Another three children followed before John died in early 1861 and Rebecca remarried to Jeremiah Davies. The 1871 census shows their large blended family living at Griffithston Hill.
William was already employed as a carpenter and later that year he married Margaretta Thomas. Their first child, Edith Eunice A, was born in 1872, followed by Ethel Geraldine in 1873 - sadly she died at just a month old. Wilfrid James was born in late 1875.
In 1876 William was working on the rebuilding of Hean Castle, for the industrialist Charles Ranken Vickerman, when a large gust of wind blew both himself and a plank of wood he was carrying into the air for a few seconds. This episode was to ignite a life long interest in aviation: William spent a lot of time studying birds and the principles of flight.
Another daughter, Ethel Geraldine, named for her deceased sister, was born in 1878. By the time of the 1881 census the family were living at Railway Street and Bill was described as a Carpenter Master employing two boys.
It was around this time, newspapers would later claim, that William began seriously working on his plans for a flying machine. When eldest daughter Edith died in 1887, followed by Margaret in 1888, William channelled his grief into his invention. Local people remembered seeing him running through fields with a sheet of zine strapped to his head!
The 1891 census found William and the children - Wilfrid, Ethel and Lawson Garfield (1883) - living back at Griffithston Hill with his widowed mother and step-sister Jane.
In October 1894 William submitted the provisional specification for his flying machine to the patent office in London. The full specification followed in August 1895 and he was duly granted a patent under number 1894-20431:

PROVISIONAL SPECIFICATION.
A Flying Machine.
WILLIAM FROST Carpenter and Builder Saundersfoot Pembrokeshire do hereby declare the nature of this invention'to be as follows:- The flying machine is propelled into the air by two reversible fans revolving horizontally. When sufficient height is gained, wings are spread and tilted by, means of a lever, causing the machine to float onward and downward. When low enough the lever is reversed causing it to rise upward & onward. When required to stop it the wings are tilted so as to hold against the wind or air and lowered by the reversible fans. The steering is done by a helm. fitted to front of machine.
COMPLETE SPECIFICATION.
A Flying Machine.
WILLIAM FROST Builder Saundersfoot Pembrokeshire do hereby declare the nature of this invention and in what manner the same is to be performed, to be particularly described and ascertained in and by the following statement:-
The flying machine is constructed with an upper and lower chamber of wire work covered with light waterproof material. Each chamber formed sharp at both ends with parallel sides. The upper large chamber to contain sufficient gas to lift the machine. In the centre of upper chamber a cylinder is fixed in which a horizontal fan is driven by means of a shaft and bevilled gearing worked from the lower chamber. When the machine has been risen to a sufficient height, then the fan is stopped and the upper chamber which has wings attached is tilted forward causing the machine to move, as a bird onward and downward. When low enough it is again tilted in an opposite direction which causes it soar upward and onward when it is again assisted if necesaary by the fan. The steering is done by a rudder at both ends.
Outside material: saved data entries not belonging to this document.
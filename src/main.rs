//! AquaTwin Core - Simulation and Streaming Service
//!
//! Digital-twin backend for a water-distribution network: a fixed-period
//! tick loop synthesizes sensor telemetry, solves the perturbed network
//! through the hydraulic collaborator, scores leak likelihood, and fans the
//! resulting frame out to push (WebSocket) and pull (poll) subscribers.
//!
//! # Architecture
//!
//! ```text
//! ┌──────────────────────────────────────────────────────────────┐
//! │                        AQUATWIN CORE                         │
//! ├──────────────────────────────────────────────────────────────┤
//! │  ┌───────────┐   ┌──────────────┐   ┌─────────────────────┐  │
//! │  │ Command   │   │  Tick Loop   │   │  Broadcast Hub      │  │
//! │  │ API       │──▶│ signal→solve │──▶│  push + latest slot │  │
//! │  │ (Axum)    │   │ →score→frame │   │                     │  │
//! │  └───────────┘   └──────┬───────┘   └──────────┬──────────┘  │
//! │        │                ▼                      ▼             │
//! │  ┌───────────┐   ┌──────────────┐       WS / poll clients    │
//! │  │ Scenario  │   │  Telemetry   │                            │
//! │  │ Store     │   │  Event Log   │                            │
//! │  └───────────┘   └──────────────┘                            │
//! └──────────────────────────────────────────────────────────────┘
//! ```

mod config;
mod error;
mod handlers;
mod models;
mod sim;
mod telemetry;

use std::net::SocketAddr;
use std::sync::Arc;
use std::time::Duration;

use axum::{
    routing::{get, post, put},
    Router,
};
use tower_http::{
    cors::{Any, CorsLayer},
    trace::TraceLayer,
};
use tracing_subscriber::{layer::SubscriberExt, util::SubscriberInitExt};

use models::Topology;
use sim::anomaly::{AnomalyScorer, ScoreWeights, Thresholds};
use sim::history::RecentHistory;
use sim::hub::BroadcastHub;
use sim::scenario::ScenarioStore;
use sim::scheduler::{EngineCore, TickScheduler};
use sim::signal::SignalGenerator;
use sim::solver::{PropagationSolver, SolverAdapter};
use telemetry::EventLog;

pub use error::{AppError, AppResult};

#[tokio::main]
async fn main() {
    // Initialize logging
    tracing_subscriber::registry()
        .with(tracing_subscriber::EnvFilter::try_from_default_env()
            .unwrap_or_else(|_| "aquatwin_core=debug,tower_http=debug".into()))
        .with(tracing_subscriber::fmt::layer())
        .init();

    // Load configuration
    dotenvy::dotenv().ok();
    let config = config::Config::from_env();

    tracing::info!("AquaTwin Core starting...");

    // Topology load is the one fatal precondition
    let topology = Arc::new(
        Topology::load(&config.topology_path).expect("Failed to load network topology"),
    );
    tracing::info!(
        nodes = topology.nodes.len(),
        links = topology.links.len(),
        "Topology loaded from {}",
        config.topology_path
    );

    let events = Arc::new(match &config.telemetry_dir {
        Some(dir) => EventLog::open(dir).expect("Failed to open telemetry event log"),
        None => EventLog::disabled(),
    });

    let store = Arc::new(ScenarioStore::new(Arc::clone(&topology)));
    let hub = Arc::new(BroadcastHub::new(
        config.subscriber_capacity,
        config.subscriber_max_lag,
    ));
    let history = Arc::new(RecentHistory::new(config.history_capacity));
    let scorer = Arc::new(AnomalyScorer::new(
        ScoreWeights {
            pressure: config.score_weight_pressure,
            kurtosis: config.score_weight_kurtosis,
            rms: config.score_weight_rms,
        },
        config.pressure_drop_divisor,
        Thresholds { warn: config.warn_threshold, leak: config.leak_threshold },
    ));
    let adapter = SolverAdapter::new(
        Arc::new(PropagationSolver),
        Arc::clone(&topology),
        Duration::from_millis(config.solver_timeout_ms),
    );

    let core = EngineCore::new(
        SignalGenerator::new(config.signal_seed),
        adapter,
        Arc::clone(&scorer),
        Arc::clone(&store),
        Arc::clone(&hub),
        Arc::clone(&history),
        Arc::clone(&events),
        &topology,
        Duration::from_millis(config.tick_interval_ms),
        config.solver_failure_streak,
    );
    let scheduler = Arc::new(TickScheduler::new(core));
    scheduler.start().await;

    // Build application state
    let state = AppState {
        config: config.clone(),
        topology,
        store,
        hub,
        history,
        scorer,
        scheduler: Arc::clone(&scheduler),
    };

    // Build router
    let app = create_router(state);

    // Start server
    let addr = SocketAddr::from(([0, 0, 0, 0], config.port));
    tracing::info!("Server listening on http://{}", addr);

    let listener = tokio::net::TcpListener::bind(addr).await.unwrap();
    axum::serve(listener, app)
        .with_graceful_shutdown(shutdown_signal())
        .await
        .unwrap();

    // Drain the in-flight tick before exiting
    scheduler.stop().await;
}

async fn shutdown_signal() {
    tokio::signal::ctrl_c()
        .await
        .expect("Failed to install Ctrl+C handler");
    tracing::info!("Shutdown signal received");
}

/// Shared application state
#[derive(Clone)]
pub struct AppState {
    pub config: config::Config,
    pub topology: Arc<Topology>,
    pub store: Arc<ScenarioStore>,
    pub hub: Arc<BroadcastHub>,
    pub history: Arc<RecentHistory>,
    pub scorer: Arc<AnomalyScorer>,
    pub scheduler: Arc<TickScheduler>,
}

/// Create the main router with all routes
fn create_router(state: AppState) -> Router {
    Router::new()
        .route("/health", get(handlers::health::check))
        .route("/ws", get(handlers::stream::ws))

        // Scenario commands
        .route("/api/v1/scenarios/leak", post(handlers::scenarios::inject_leak))
        .route("/api/v1/scenarios/demand-spike", post(handlers::scenarios::demand_spike))
        .route("/api/v1/scenarios/clear-leaks", post(handlers::scenarios::clear_leaks))
        .route("/api/v1/scenarios", get(handlers::scenarios::current))

        // Readings and anomalies
        .route("/api/v1/readings/recent", get(handlers::readings::recent_readings))
        .route("/api/v1/anomalies/recent", get(handlers::readings::recent_anomalies))

        // Network and frames
        .route("/api/v1/network", get(handlers::network::get))
        .route("/api/v1/frames/latest", get(handlers::stream::latest))

        // Engine control
        .route("/api/v1/engine/status", get(handlers::engine::status))
        .route("/api/v1/engine/start", post(handlers::engine::start))
        .route("/api/v1/engine/stop", post(handlers::engine::stop))
        .route("/api/v1/thresholds", put(handlers::engine::update_thresholds))

        .layer(TraceLayer::new_for_http())
        .layer(
            CorsLayer::new()
                .allow_origin(Any)
                .allow_methods(Any)
                .allow_headers(Any)
        )
        .with_state(state)
}
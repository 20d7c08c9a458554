//! Network topology handler

use axum::extract::State;
use axum::Json;
use serde::Serialize;

use crate::AppState;

#[derive(Serialize)]
pub struct NetworkNode {
    pub id: String,
    pub baseline: f64,
}

#[derive(Serialize)]
pub struct NetworkLink {
    pub id: String,
    pub source: String,
    pub target: String,
}

#[derive(Serialize)]
pub struct NetworkResponse {
    pub nodes: Vec<NetworkNode>,
    pub links: Vec<NetworkLink>,
}

/// Static topology as loaded at startup
pub async fn get(State(state): State<AppState>) -> Json<NetworkResponse> {
    let nodes = state
        .topology
        .nodes
        .iter()
        .map(|n| NetworkNode { id: n.id.clone(), baseline: n.baseline_pressure })
        .collect();
    let links = state
        .topology
        .links
        .iter()
        .map(|l| NetworkLink {
            id: l.id.clone(),
            source: l.source.clone(),
            target: l.target.clone(),
        })
        .collect();

    Json(NetworkResponse { nodes, links })
}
The flying machine is constructed with an upper and lower chamber of wire work covered with light waterproof material. Each chamber formed sharp at both ends with parallel sides. The upper chamber as shown on drawings at B. to contain sufficient gas to lift the machine. In the centre of upper chamber B a cylinder is fixed in which a horizontal fan as shown at A is driven by means of a shaft as shown at H and bevilled gearing as shown at G worked from the lower chamber-as shown at K.
When the machine has risen to a sufficient height, then the fan A is stopped and the upper chamber B which has wings attached is tilted forward, by lines as shown at E causing the machine to move as a bird onward and downward. When low enough it is again tilted in an opposite direction which causes it to soar upward and onward, when it is again assisted by the fan A if necessary. The steering is done by a rudder at both ends as shown at C and D.
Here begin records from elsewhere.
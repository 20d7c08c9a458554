//! Data models

pub mod frame;
pub mod network;
pub mod sample;
pub mod scenario;

pub use frame::*;
pub use network::*;
pub use sample::*;
pub use scenario::*;
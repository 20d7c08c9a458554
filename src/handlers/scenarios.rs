//! Scenario command handlers
//!
//! Operator fault injection: mutations go straight to the scenario store,
//! never through the tick loop. Validation happens once, here at the
//! boundary, before the store applies its own invariants.

use axum::extract::State;
use axum::Json;
use validator::Validate;

use crate::models::{DemandSpikeRequest, InjectLeakRequest, ScenarioResponse, ScenarioSnapshot};
use crate::{AppResult, AppState};

/// Inject or overwrite a leak on a pipe
pub async fn inject_leak(
    State(state): State<AppState>,
    Json(req): Json<InjectLeakRequest>,
) -> AppResult<Json<ScenarioResponse>> {
    req.validate()?;
    state.store.inject_leak(&req.pipe_id, req.severity)?;

    tracing::info!(pipe = %req.pipe_id, severity = req.severity, "leak scenario applied");
    Ok(Json(ScenarioResponse::applied()))
}

/// Clear all active leaks
pub async fn clear_leaks(State(state): State<AppState>) -> Json<ScenarioResponse> {
    state.store.clear_leaks();
    tracing::info!("all leak scenarios cleared");
    Json(ScenarioResponse::applied())
}

/// Apply a demand spike with an absolute expiry
pub async fn demand_spike(
    State(state): State<AppState>,
    Json(req): Json<DemandSpikeRequest>,
) -> AppResult<Json<ScenarioResponse>> {
    req.validate()?;
    state.store.apply_demand_spike(req.multiplier, req.duration_s)?;

    tracing::info!(
        multiplier = req.multiplier,
        duration_s = req.duration_s,
        "demand spike applied"
    );
    Ok(Json(ScenarioResponse::applied()))
}

/// Current scenario state (after lazy demand expiry)
pub async fn current(State(state): State<AppState>) -> Json<ScenarioSnapshot> {
    Json(state.store.snapshot())
}
//! Synthetic sensor sample model

use serde::{Deserialize, Serialize};

/// One tick's synthetic multi-channel readings. Immutable once produced.
///
/// The acoustic channels describe the statistical shape of a simulated
/// waveform; the model-performance channels sit in [0, 1] with `auc`
/// always the mean of the other three.
#[derive(Debug, Clone, Copy, PartialEq, Serialize, Deserialize)]
pub struct SensorSample {
    /// Dominant spectral frequency of the acoustic signal (Hz)
    pub spectral_freq: f64,
    /// Peakedness of the waveform, clamped to [-2.5, 2.0]
    pub kurtosis: f64,
    /// Asymmetry of the waveform, clamped to [-1.5, 1.5]
    pub skewness: f64,
    /// Root-mean-square signal energy
    pub rms_power: f64,
    pub accuracy: f64,
    pub precision: f64,
    pub recall: f64,
    /// Derived: (accuracy + precision + recall) / 3, never sampled
    pub auc: f64,
}
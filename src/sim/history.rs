//! Bounded in-memory recent history
//!
//! Backs the bounded-limit "recent readings" / "recent anomalies" queries.
//! Durable storage is the external persistence collaborator's job; this
//! buffer only serves the command interface.

use std::collections::VecDeque;

use parking_lot::Mutex;
use serde::Serialize;

use crate::models::{AnomalyRecord, Frame, SensorSample};

/// One recorded reading: the frame time plus its flattened sensor channels.
#[derive(Debug, Clone, Serialize)]
pub struct ReadingEntry {
    pub time: i64,
    #[serde(flatten)]
    pub sample: SensorSample,
}

pub struct RecentHistory {
    capacity: usize,
    readings: Mutex<VecDeque<ReadingEntry>>,
    anomalies: Mutex<VecDeque<AnomalyRecord>>,
}

impl RecentHistory {
    pub fn new(capacity: usize) -> Self {
        let capacity = capacity.max(1);
        Self {
            capacity,
            readings: Mutex::new(VecDeque::with_capacity(capacity)),
            anomalies: Mutex::new(VecDeque::with_capacity(capacity)),
        }
    }

    pub fn record(&self, frame: &Frame) {
        let mut readings = self.readings.lock();
        if readings.len() == self.capacity {
            readings.pop_front();
        }
        readings.push_back(ReadingEntry { time: frame.time, sample: frame.sample });
        drop(readings);

        if let Some(anomaly) = &frame.anomaly {
            let mut anomalies = self.anomalies.lock();
            if anomalies.len() == self.capacity {
                anomalies.pop_front();
            }
            anomalies.push_back(anomaly.clone());
        }
    }

    /// Most-recent-first, at most `limit` entries.
    pub fn recent_readings(&self, limit: usize) -> Vec<ReadingEntry> {
        self.readings.lock().iter().rev().take(limit).cloned().collect()
    }

    /// Most-recent-first, at most `limit` entries.
    pub fn recent_anomalies(&self, limit: usize) -> Vec<AnomalyRecord> {
        self.anomalies.lock().iter().rev().take(limit).cloned().collect()
    }
}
By October 1895 the press were aware of William's invention. The South Wales Echo for October 9th 1895 reported:
A FLYING MACHINE
A correspondent writes: Mr William Frost, Saundersfoot, Pembrokeshire, has nearly completed a flying machine which has engaged his attention for more than 15 years. The inventor confidently predicts that it will travel at the rate of 100 miles per hour the first start. He has obtained provisional protection, and is taking the necessary steps to patent it. Two motive powers are employed - gas and a horizontal fan.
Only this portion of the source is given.